| WORK TO BE COMPLETED |
Say the number of lines in the records below that hold the word "pjson", and only that number.

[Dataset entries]
::::::

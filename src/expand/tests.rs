#[cfg(test)]
use super::*;
use std::path::Path;

use crate::ast::TargetFormat;
use crate::diagnostics::ErrorCollection;
use crate::parser::parse_module;
use crate::resolver::resolve;
use pretty_assertions::assert_eq;

fn expand(name: &str, input: &str) -> Vec<ExpandedPair> {
    let mut unit = CompileUnit::new();
    let mut errors = ErrorCollection::default();
    let format = TargetFormat::from_path(Path::new(name)).unwrap_or_default();
    parse_module(&mut unit, name, input, format, &mut errors).expect("Failed to parse module");
    let unit = resolve(unit, &mut errors).expect("Failed to resolve unit");
    Expander::new(&unit).expand_unit()
}

fn names(pair: &ExpandedPair) -> Vec<&str> {
    pair.children.iter().map(|c| c.name.as_str()).collect()
}

fn value<'a>(pair: &'a ExpandedPair, name: &str) -> Option<&'a str> {
    pair.child(name).and_then(|c| c.value.as_deref())
}

#[test]
fn test_block_alias_is_replaced_by_its_body() {
    let input = "!$header:\n    title = Report\n    version = 2\n!d:\n    $header\n    body = text\n";
    let docs = expand("b.pjson", input);

    assert_eq!(docs.len(), 1);
    assert_eq!(docs[0].kind, ExpandedKind::Document);
    assert_eq!(names(&docs[0]), vec!["title", "version", "body"]);
    assert_eq!(value(&docs[0], "version"), Some("2"));
    assert_eq!(docs[0].child("version").map(|c| c.value_kind), Some(ValueKind::Number));
}

#[test]
fn test_value_alias_supplies_value() {
    let input = "!$greeting = hello\n!d:\n    msg = $greeting\n";
    let docs = expand("v.pjson", input);
    assert_eq!(value(&docs[0], "msg"), Some("hello"));
}

#[test]
fn test_arguments_replace_parameters() {
    let input = "!$point:\n    x = %x\n    y = %y\n!d:\n    p:\n        $point(%x = 1, %y = 2)\n";
    let docs = expand("p.pjson", input);
    let p = docs[0].child("p").expect("Expected p");

    assert_eq!(names(p), vec!["x", "y"]);
    assert_eq!(value(p, "x"), Some("1"));
    assert_eq!(value(p, "y"), Some("2"));
}

#[test]
fn test_bare_arguments_in_group() {
    let input = "!$point:\n    x = %x\n    y = %y\n!d:\n    p:\n        $point(x=1, y = 2)\n";
    let docs = expand("p.pjson", input);
    let p = docs[0].child("p").expect("Expected p");

    assert_eq!(value(p, "x"), Some("1"));
    assert_eq!(value(p, "y"), Some("2"));
}

#[test]
fn test_missing_argument_falls_back_to_default() {
    let input = "!$box:\n    %size = 10\n    size = %size\n!d:\n    a:\n        $box\n    b:\n        $box(%size = 3)\n";
    let docs = expand("d.pjson", input);

    assert_eq!(value(docs[0].child("a").expect("a"), "size"), Some("10"));
    assert_eq!(value(docs[0].child("b").expect("b"), "size"), Some("3"));
}

#[test]
fn test_block_arguments_and_default_block() {
    let input = "!$wrap:\n    outer:\n        %\n!$slot:\n    frame:\n        %content\n!d:\n    $wrap:\n        inner = 1\n    $slot(%content: item = 2)\n";
    let docs = expand("w.pjson", input);
    let doc = &docs[0];

    assert_eq!(names(doc), vec!["outer", "frame"]);
    let outer = doc.child("outer").expect("outer");
    assert_eq!(names(outer), vec!["inner"]);
    let frame = doc.child("frame").expect("frame");
    assert_eq!(value(frame, "item"), Some("2"));
}

#[test]
fn test_arguments_see_the_callers_parameters() {
    let input = "!$inner:\n    v = %v\n!$outer:\n    $inner(%v = %w)\n!d:\n    $outer(%w = deep)\n";
    let docs = expand("c.pjson", input);
    assert_eq!(value(&docs[0], "v"), Some("deep"));
}

#[test]
fn test_interpolation_is_concatenated() {
    let input = "!$who = world\n!d:\n    msg = \"hello $who!\"\n";
    let docs = expand("i.pjson", input);
    let msg = docs[0].child("msg").expect("msg");

    assert_eq!(msg.value.as_deref(), Some("hello world!"));
    assert_eq!(msg.value_kind, ValueKind::Concatenation);
}

#[test]
fn test_concatenation_block_is_joined() {
    let input = "!$name = Ada\n!d:\n    full:=\n        first = \"Dr. \"\n        $name\n";
    let docs = expand("j.pjson", input);
    assert_eq!(value(&docs[0], "full"), Some("Dr. Ada"));
}

#[test]
fn test_circular_and_unresolved_aliases_expand_to_nothing() {
    let input = "!$a:\n    $b\n!$b:\n    $a\n!d:\n    $a\n    $missing\n    kept = 1\n";
    let docs = expand("x.pjson", input);
    assert_eq!(names(&docs[0]), vec!["kept"]);
}

#[test]
fn test_scopes_are_flattened() {
    let input = "!#ns = urn:ns\n!d:\n    #ns.root:\n        child = 1\n";
    let docs = expand("s.pxml", input);
    let doc = &docs[0];

    assert_eq!(names(doc), vec!["root"]);
    let root = doc.child("root").expect("root");
    assert_eq!(root.prefix.as_deref(), Some("ns"));
    assert_eq!(root.namespace.as_deref(), Some("urn:ns"));
    assert_eq!(root.child("child").and_then(|c| c.namespace.as_deref()), Some("urn:ns"));
}

#[test]
fn test_depth_cap_stops_expansion() {
    let input = "!$a:\n    $b\n!$b:\n    $c\n!$c:\n    leaf = 1\n!d:\n    root:\n        $a\n";

    let mut unit = CompileUnit::new();
    let mut errors = ErrorCollection::default();
    parse_module(&mut unit, "cap.pjson", input, TargetFormat::Json, &mut errors).expect("Failed to parse module");
    let unit = resolve(unit, &mut errors).expect("Failed to resolve unit");

    let full = Expander::new(&unit).expand_unit();
    assert_eq!(names(full[0].child("root").expect("root")), vec!["leaf"]);

    let capped = Expander::new(&unit).with_max_depth(2).expand_unit();
    assert!(capped[0].child("root").expect("root").children.is_empty());
}

#[test]
fn test_choice_branches_are_marked() {
    let input = "!d:\n    pick::\n        a = 1\n        b = 2\n";
    let docs = expand("ch.pjson", input);
    let pick = docs[0].child("pick").expect("pick");

    assert!(!pick.is_choice);
    assert!(pick.children.iter().all(|c| c.is_choice));
}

::::::

| WORKED SOLUTION |
12